The Months Between: How Three Austin High School Grads Made it to College
To understand the challenges many college-bound students face, KUT’s Kate McGee followed three students this summer as they graduated high school and prepared for college. She tracked their progress on a Tumblr site, The Months Between.
More than 90 percent of Central Texas high school graduates plan to directly enroll in college in the fall, but only about 61 percent actually make it to class, according to the Austin Chamber of Commerce. It's a national phenomenon known as "Summer Melt."
Many of the students whose college plans get derailed are the first in their families to even think about getting a degree. Most come from low-income families who face so many barriers to college that the process becomes overwhelming. They miss deadlines or don't understand what they need to do to enroll. They end up waiting a semester or a year and never actually make it to college.
This week, we're telling these student's stories. But first, listen to KUT's Jennifer Stayton talk with Kate about the project.
When Erika Carbajal graduated from Ann Richard’s School for Young Women Leaders this spring, she thought she was going to Austin Community College in the fall. She didn’t get enough financial aid from the other schools she applied to and decided to wait another year before enrolling in a four-year school.

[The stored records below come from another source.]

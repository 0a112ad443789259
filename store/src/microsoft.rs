use crate::diagnostics::Outcome;
use crate::error::StoreError;
use crate::http::{body_stream, AdditionalRequests, HttpSymbolStore};
use crate::key::SymbolKey;
use crate::result::{file_stream, SearchResult, StreamFactory, SymbolStream};
use crate::store::SymbolStore;
use async_trait::async_trait;
use futures::stream::FuturesUnordered;
use futures::{FutureExt, StreamExt};
use reqwest::header::USER_AGENT;
use reqwest::{Client, Response};
use std::io;
use std::path::PathBuf;
use std::sync::Arc;
use time::OffsetDateTime;
use tokio_util::sync::CancellationToken;
use tracing::debug;

const SYMBOL_SERVER_USER_AGENT: &str = "Microsoft-Symbol-Server/10.0.0.0";

/// Inflates the body of a compressed-path response (the `.cab` convention,
/// where the stored blob's name ends in `_`). The actual decompressor is an
/// external adapter; only its seam is defined here.
#[async_trait]
pub trait CompressedFileConverter: Send + Sync {
    async fn decompress(&self, input: SymbolStream) -> io::Result<SymbolStream>;
}

/// Symbol server client speaking the Microsoft dialect: when the plain key
/// GET 404s, a redirect pointer file and a compressed blob are probed in
/// parallel, first hit wins.
pub fn microsoft_store(
    base_url: &str,
    converter: Arc<dyn CompressedFileConverter>,
) -> Result<HttpSymbolStore, StoreError> {
    HttpSymbolStore::with_additional_requests(base_url, Some(compound_requests(converter)))
}

fn compound_requests(converter: Arc<dyn CompressedFileConverter>) -> AdditionalRequests {
    Arc::new(move |store, key, cancel, query_time| {
        let client = store.client().clone();
        let store_name = store.name().to_string();
        let key = key.clone();
        let probes_cancel = cancel.child_token();
        let converter = Arc::clone(&converter);
        async move {
            let mut probes = FuturesUnordered::new();
            probes.push(
                pointer_probe(&client, &store_name, &key, &probes_cancel, query_time).boxed(),
            );
            probes.push(
                compressed_probe(
                    &client,
                    &store_name,
                    &key,
                    &probes_cancel,
                    query_time,
                    Arc::clone(&converter),
                )
                .boxed(),
            );

            // First probe to land a result cancels its peer, but both are
            // drained before returning so no request is left mid-flight.
            let mut found = None;
            while let Some(result) = probes.next().await {
                if result.is_some() && found.is_none() {
                    probes_cancel.cancel();
                    found = result;
                }
            }
            found
        }
        .boxed()
    })
}

/// `GET {base}/{dir(key)}/file.ptr`: a one-line body redirecting to a local
/// path, or an informational message.
async fn pointer_probe(
    client: &Client,
    store_name: &str,
    key: &SymbolKey,
    cancel: &CancellationToken,
    query_time: OffsetDateTime,
) -> Option<SearchResult> {
    let dir = key.dir();
    let url = if dir.is_empty() {
        format!("{store_name}/file.ptr")
    } else {
        format!("{store_name}/{dir}/file.ptr")
    };
    let response = get_with_cancel(client, &url, cancel).await?;
    let body = tokio::select! {
        _ = cancel.cancelled() => return None,
        body = response.text() => body.ok()?,
    };
    match parse_pointer(&body)? {
        SymbolPointer::Msg(message) => {
            debug!("{url}: {message}");
            None
        }
        SymbolPointer::Path(path) => {
            if !tokio::fs::try_exists(&path).await.unwrap_or(false) {
                debug!("{url} redirects to missing path {}", path.display());
                return None;
            }
            let file_path = path.display().to_string();
            Some(SearchResult::new(
                Outcome::Success,
                store_name,
                Some(format!("{store_name}/{key}")),
                Some(file_path),
                query_time,
                None,
                Some(file_stream(path)),
            ))
        }
    }
}

/// `GET {base}/{key with last character replaced by '_'}`: the compressed
/// blob, inflated lazily when the caller opens the stream.
async fn compressed_probe(
    client: &Client,
    store_name: &str,
    key: &SymbolKey,
    cancel: &CancellationToken,
    query_time: OffsetDateTime,
    converter: Arc<dyn CompressedFileConverter>,
) -> Option<SearchResult> {
    let url = format!("{store_name}/{}", key.compressed());
    let response = get_with_cancel(client, &url, cancel).await?;
    let stream: StreamFactory = Box::new(move || {
        async move { converter.decompress(body_stream(response)).await }.boxed()
    });
    Some(SearchResult::new(
        Outcome::Success,
        store_name,
        Some(format!("{store_name}/{key}")),
        Some(url),
        query_time,
        None,
        Some(stream),
    ))
}

async fn get_with_cancel(
    client: &Client,
    url: &str,
    cancel: &CancellationToken,
) -> Option<Response> {
    let request = client
        .get(url)
        .header(USER_AGENT, SYMBOL_SERVER_USER_AGENT)
        .send();
    let response = tokio::select! {
        _ = cancel.cancelled() => return None,
        response = request => response.ok()?,
    };
    response.status().is_success().then_some(response)
}

#[derive(Debug, Clone, PartialEq, Eq)]
enum SymbolPointer {
    /// Informational only; the server had nothing to redirect to.
    Msg(String),
    /// Local filesystem path holding the artifact.
    Path(PathBuf),
}

/// The leading sentinel alone decides the kind; an empty body or any other
/// prefix fails to parse.
fn parse_pointer(body: &str) -> Option<SymbolPointer> {
    let line = body.lines().next()?;
    if let Some(rest) = line.strip_prefix("PATH:") {
        Some(SymbolPointer::Path(PathBuf::from(rest.trim())))
    } else if let Some(rest) = line.strip_prefix("MSG:") {
        Some(SymbolPointer::Msg(rest.trim().to_string()))
    } else {
        None
    }
}
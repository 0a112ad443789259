use crate::diagnostics::{Diagnostics, Outcome};
use crate::error::StoreError;
use time::format_description::well_known::Rfc3339;
use time::OffsetDateTime;

const IDENTITY_PREFIX: &str = "File Identity:";
const STORE_PREFIX: &str = "Store:";
const PATH_PREFIX: &str = "File Path:";
const TIME_PREFIX: &str = "Last Query Time:";

/// One recorded upstream step of a cached acquisition. Only successful
/// steps are ever recorded.
#[derive(Debug, Clone, PartialEq, Eq)]
pub struct UpstreamQuery {
    pub store_name: String,
    pub file_path: String,
    pub last_query_time: OffsetDateTime,
}

/// The persisted sidecar record: which concrete file answered a key, and
/// the chain of stores that produced it at ingest time.
#[derive(Debug, Clone, PartialEq, Eq)]
pub struct CacheFileInfo {
    pub file_identity: String,
    pub upstream_queries: Vec<UpstreamQuery>,
}

impl CacheFileInfo {
    /// Flattens a live diagnostics chain, outermost first.
    pub fn from_diagnostics(file_identity: String, diagnostics: &Diagnostics) -> Self {
        let upstream_queries = diagnostics
            .chain()
            .map(|record| UpstreamQuery {
                store_name: record.store_name.clone(),
                file_path: record.file_path.clone().unwrap_or_default(),
                last_query_time: record.query_time,
            })
            .collect();
        Self {
            file_identity,
            upstream_queries,
        }
    }

    /// Rebuilds the upstream chain by folding the recorded steps in
    /// reverse: the last step becomes the origin, each earlier step wraps
    /// it. Every reconstructed record is `Success`.
    pub fn to_diagnostics(&self) -> Option<Diagnostics> {
        let mut chain: Option<Diagnostics> = None;
        for step in self.upstream_queries.iter().rev() {
            chain = Some(Diagnostics::new(
                Outcome::Success,
                step.store_name.clone(),
                Some(step.file_path.clone()),
                step.last_query_time,
                chain,
            ));
        }
        chain
    }

    /// Renders the textual sidecar form.
    pub fn format(&self) -> Result<String, StoreError> {
        let mut out = String::new();
        out.push_str(&format!("{IDENTITY_PREFIX} {}\n", self.file_identity));
        for step in &self.upstream_queries {
            out.push_str(&format!("{STORE_PREFIX} {}\n", step.store_name));
            out.push_str(&format!("{PATH_PREFIX} {}\n", step.file_path));
            out.push_str(&format!(
                "{TIME_PREFIX} {}\n",
                step.last_query_time.format(&Rfc3339)?
            ));
        }
        Ok(out)
    }

    /// Parses the textual sidecar form. The first line fixes the identity;
    /// the rest come in `Store` / `File Path` / `Last Query Time` groups.
    /// Any malformed group invalidates the whole record.
    pub fn parse(text: &str) -> Result<Self, StoreError> {
        let mut lines = text.lines().filter(|line| !line.trim().is_empty());
        let first = lines
            .next()
            .ok_or_else(|| StoreError::MalformedCacheInfo("empty sidecar".to_string()))?;
        let file_identity = strip_field(first, IDENTITY_PREFIX)?.to_string();

        let rest: Vec<&str> = lines.collect();
        if rest.len() % 3 != 0 {
            return Err(StoreError::MalformedCacheInfo(format!(
                "{} trailing lines do not form store/path/time groups",
                rest.len()
            )));
        }
        let mut upstream_queries = Vec::with_capacity(rest.len() / 3);
        for group in rest.chunks(3) {
            let timestamp = strip_field(group[2], TIME_PREFIX)?;
            upstream_queries.push(UpstreamQuery {
                store_name: strip_field(group[0], STORE_PREFIX)?.to_string(),
                file_path: strip_field(group[1], PATH_PREFIX)?.to_string(),
                last_query_time: OffsetDateTime::parse(timestamp, &Rfc3339).map_err(|err| {
                    StoreError::MalformedCacheInfo(format!("bad timestamp {timestamp:?}: {err}"))
                })?,
            });
        }
        Ok(Self {
            file_identity,
            upstream_queries,
        })
    }
}

fn strip_field<'a>(line: &'a str, prefix: &str) -> Result<&'a str, StoreError> {
    let line = line.trim_end_matches('\r');
    line.strip_prefix(prefix)
        .map(str::trim)
        .ok_or_else(|| StoreError::MalformedCacheInfo(format!("expected {prefix:?} in {line:?}")))
}

#[cfg(test)]
mod tests {
    use super::*;
    use pretty_assertions::assert_eq;

    fn sample() -> CacheFileInfo {
        CacheFileInfo {
            file_identity: "http://symbols.example.com/a/b/c".to_string(),
            upstream_queries: vec![
                UpstreamQuery {
                    store_name: "http://symbols.example.com".to_string(),
                    file_path: "http://symbols.example.com/a/b/c".to_string(),
                    last_query_time: OffsetDateTime::now_utc(),
                },
                UpstreamQuery {
                    store_name: "http://mirror.example.com".to_string(),
                    file_path: "http://mirror.example.com/a/b/c".to_string(),
                    last_query_time: OffsetDateTime::now_utc(),
                },
            ],
        }
    }

    #[test]
    fn round_trips_through_text() {
        let info = sample();
        let text = info.format().unwrap();
        assert_eq!(CacheFileInfo::parse(&text).unwrap(), info);
    }

    #[test]
    fn tolerates_crlf_and_blank_lines() {
        let info = sample();
        let text = info.format().unwrap().replace('\n', "\r\n\r\n");
        assert_eq!(CacheFileInfo::parse(&text).unwrap(), info);
    }

    #[test]
    fn empty_text_is_malformed() {
        assert!(CacheFileInfo::parse("").is_err());
        assert!(CacheFileInfo::parse("\n\n").is_err());
    }

    #[test]
    fn incomplete_group_invalidates_the_file() {
        let text = "File Identity: id\nStore: s\nFile Path: p\n";
        assert!(CacheFileInfo::parse(text).is_err());
    }

    #[test]
    fn unknown_field_invalidates_the_file() {
        let text = "File Identity: id\nStore: s\nWrong: p\nLast Query Time: 2024-01-01T00:00:00Z\n";
        assert!(CacheFileInfo::parse(text).is_err());
    }

    #[test]
    fn record_without_upstream_steps_parses() {
        let info = CacheFileInfo {
            file_identity: "/tmp/Symbols/a/b/c".to_string(),
            upstream_queries: Vec::new(),
        };
        let parsed = CacheFileInfo::parse(&info.format().unwrap()).unwrap();
        assert_eq!(parsed, info);
        assert!(parsed.to_diagnostics().is_none());
    }

    #[test]
    fn chain_rebuild_reverses_the_flattened_order() {
        let info = sample();
        let chain = info.to_diagnostics().unwrap();
        let names: Vec<_> = chain.chain().map(|r| r.store_name.as_str()).collect();
        assert_eq!(
            names,
            vec!["http://symbols.example.com", "http://mirror.example.com"]
        );
        assert!(chain.chain().all(|r| r.outcome == Outcome::Success));

        let reflattened = CacheFileInfo::from_diagnostics(info.file_identity.clone(), &chain);
        assert_eq!(reflattened, info);
    }
}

Statistically, Erika has a higher chance of making it to sophomore year if she attends a four-year college versus a two-year college.
Erika’s months between high school and college ended much differently than she anticipated.
Listen to how Erika’s summer went:
Ever since Mauricio was a little kid, he’s wanted to make money. He skipped class in high school to detail cars. Still, he graduated and passed the state’s college-readiness test. Now, he has a good-paying job as a bellhop at a downtown hotel.
He wants to continue working while going to school. So, he enrolled at Austin Community College where he wants to get his real estate certification.
But his counselor at Breakthrough Austin worries his desire to make money will cause Mauricio to put school on the back burner.
Statistically, the longer Mauricio takes to complete college, the less of a chance he has of getting a degree. According to E3 Alliance, only 12 percent of low income high school graduates complete college within six years.
Listen below to how Mauricio's summer went:
The odds have always been stacked against Joseph Ramirez. He is an English Language Learner student who moved to the United States from Mexico when he was three. He was homeless and bounced around a half dozen elementary schools before his family settled in Austin's Dove Springs neighborhood. Statistically, in Central Texas, Hispanic students from low-income families are the least likely to enroll in college of any student group.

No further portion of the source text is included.